Si les plans d’actions ne permettent pas un retour sur investissement sur 10 ans pour les collectivités territoriales, ou 5 ans pour les autres acteurs économiques, ou si le coût estimatif total est supérieur à 200 € HT/m² de surface utile, le propriétaire ou locataire de l’immeuble définissent, sur la base de l’étude énergétique, un nouveau plan d’action et un nouvel objectif de diminution des consommations, conforme aux préconisations de l’audit énergétique, en adaptant la durée d’exécution des travaux.

 

En cas de non atteinte des objectifs, « les propriétaires occupants ou, dans le cas des locaux pris à bail, les bailleurs et preneurs, tiennent à disposition de l’autorité compétente tous justificatif de nature technique ou juridique dont ils disposent et qui expliquent la non-atteinte des objectifs malgré les actions et travaux entrepris par ailleurs visant à diminuer les consommations énergétiques des bâtiments ou parties de bâtiments concernés. »(art R131-47).
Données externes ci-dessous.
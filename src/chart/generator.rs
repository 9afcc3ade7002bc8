//! Bar chart generation.
//!
//! Renders chart series as a horizontal SVG bar chart (written to disk by
//! `output::svg`) or as a `#` bar chart for the terminal. The SVG is built
//! by hand; the charts are small and a plotting dependency buys nothing.

use super::series::ChartPoint;
use crate::utils::config::{DEFAULT_CHART_WIDTH, TEXT_CHART_WIDTH};
use crate::utils::error::ChartError;
use log::info;

const BAR_HEIGHT: usize = 22;
const BAR_GAP: usize = 6;
const TITLE_HEIGHT: usize = 40;
const LABEL_WIDTH: usize = 260;
const VALUE_WIDTH: usize = 70;
const BAR_COLOR: &str = "rgb(70, 130, 180)";

/// Bar chart configuration
#[derive(Debug, Clone)]
pub struct BarChartConfig {
    pub title: String,
    pub width: usize,
    /// Decimal places shown next to each bar
    pub precision: usize,
}

impl Default for BarChartConfig {
    fn default() -> Self {
        Self {
            title: "Top Drugs by Performance".to_string(),
            width: DEFAULT_CHART_WIDTH,
            precision: 2,
        }
    }
}

impl BarChartConfig {
    pub fn new() -> Self {
        Self::default()
    }

    pub fn with_title(mut self, title: impl Into<String>) -> Self {
        self.title = title.into();
        self
    }

    pub fn with_width(mut self, width: usize) -> Self {
        self.width = width;
        self
    }

    pub fn with_precision(mut self, precision: usize) -> Self {
        self.precision = precision;
        self
    }
}

/// Generate an SVG bar chart
///
/// Bars are drawn in series order, scaled to the largest value.
///
/// # Errors
/// * `ChartError::EmptySeries` - Nothing to draw
pub fn generate_bar_chart(
    points: &[ChartPoint],
    config: Option<&BarChartConfig>,
) -> Result<String, ChartError> {
    if points.is_empty() {
        return Err(ChartError::EmptySeries);
    }

    let config = config.cloned().unwrap_or_default();
    info!("Generating bar chart with {} bars", points.len());

    let width = config.width.max(LABEL_WIDTH + VALUE_WIDTH + 50);
    let plot_width = (width - LABEL_WIDTH - VALUE_WIDTH) as f64;
    let height = TITLE_HEIGHT + points.len() * (BAR_HEIGHT + BAR_GAP) + BAR_GAP;
    let max_value = max_value(points);

    let mut svg = String::new();
    svg.push_str(&format!(
        r#"<svg xmlns="http://www.w3.org/2000/svg" width="{}" height="{}" viewBox="0 0 {} {}">"#,
        width, height, width, height
    ));
    svg.push_str(
        r#"<style>.bar:hover { opacity: 0.8; } .label { font: 12px sans-serif; }</style>"#,
    );
    svg.push_str(&format!(
        r#"<text x="{}" y="24" font-size="16" text-anchor="middle" font-weight="bold">{}</text>"#,
        width / 2,
        escape_xml(&config.title)
    ));

    for (i, point) in points.iter().enumerate() {
        let y = TITLE_HEIGHT + i * (BAR_HEIGHT + BAR_GAP);
        let bar_width = if max_value > 0.0 {
            (point.value.max(0.0) / max_value) * plot_width
        } else {
            0.0
        };
        let label = escape_xml(&truncate_label(&point.label, LABEL_WIDTH / 7));

        svg.push_str(&format!(
            r#"<text x="{}" y="{}" text-anchor="end" class="label">{}</text>"#,
            LABEL_WIDTH - 8,
            y + BAR_HEIGHT / 2 + 4,
            label
        ));
        svg.push_str(&format!(
            r#"<rect x="{}" y="{}" width="{:.2}" height="{}" fill="{}" class="bar"><title>{}: {:.prec$}</title></rect>"#,
            LABEL_WIDTH,
            y,
            bar_width,
            BAR_HEIGHT,
            BAR_COLOR,
            escape_xml(&point.label),
            point.value,
            prec = config.precision
        ));
        svg.push_str(&format!(
            r#"<text x="{:.2}" y="{}" class="label">{:.prec$}</text>"#,
            LABEL_WIDTH as f64 + bar_width + 6.0,
            y + BAR_HEIGHT / 2 + 4,
            point.value,
            prec = config.precision
        ));
    }

    svg.push_str("</svg>");

    info!("Bar chart generated successfully ({} bytes)", svg.len());
    Ok(svg)
}

/// Render a `#` bar chart for terminal output
///
/// Empty input renders a "No data" line.
pub fn generate_text_chart(points: &[ChartPoint], precision: usize) -> String {
    if points.is_empty() {
        return "  (No data to chart)".to_string();
    }

    let max_value = max_value(points);
    let label_width = points
        .iter()
        .map(|p| p.label.chars().count())
        .max()
        .unwrap_or(0)
        .min(40);

    points
        .iter()
        .map(|point| {
            let bar_len = if max_value > 0.0 {
                ((point.value.max(0.0) / max_value) * TEXT_CHART_WIDTH as f64).round() as usize
            } else {
                0
            };
            format!(
                "  {:<width$} | {:<bar$} {:.prec$}",
                truncate_label(&point.label, label_width),
                "#".repeat(bar_len),
                point.value,
                width = label_width,
                bar = TEXT_CHART_WIDTH,
                prec = precision
            )
        })
        .collect::<Vec<_>>()
        .join("\n")
}

fn max_value(points: &[ChartPoint]) -> f64 {
    points.iter().map(|p| p.value).fold(0.0, f64::max)
}

/// Truncate to `max_chars` characters with a trailing ellipsis
pub fn truncate_label(label: &str, max_chars: usize) -> String {
    if label.chars().count() <= max_chars {
        return label.to_string();
    }
    if max_chars <= 3 {
        return label.chars().take(max_chars).collect();
    }
    let kept: String = label.chars().take(max_chars - 3).collect();
    format!("{}...", kept)
}

/// Escape text for use inside SVG elements
pub fn escape_xml(text: &str) -> String {
    let mut escaped = String::with_capacity(text.len());
    for c in text.chars() {
        match c {
            '&' => escaped.push_str("&amp;"),
            '<' => escaped.push_str("&lt;"),
            '>' => escaped.push_str("&gt;"),
            '"' => escaped.push_str("&quot;"),
            '\'' => escaped.push_str("&apos;"),
            _ => escaped.push(c),
        }
    }
    escaped
}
Ces justificatifs seront définis par arrêté conjoint des ministres chargés de la construction et de l’énergie (art R131-50).

 

A noter toutefois que ces objectifs peuvent être atteints soit à l’échelle du bâtiment, soit à l’échelle de l’ensemble du parc immobilier du propriétaire (art 131-48).

 

V – Sanctions

 

Le texte est silencieux sur les sanctions en cas de manquement aux dispositions légales et règlementaires.

 

Réforme à suivre.

 

Sylvain VERBRUGGHE

Vivaldi-Avocats


[1] Cf Rapport public d’activité CNEN 2016, page 26

[2] L’immeuble de 3.000 m² détenu par deux propriétaires disposant chacun d’une quote part de 1.500 m², c’est-à-dire en deçà du seuil, en serait donc exclu.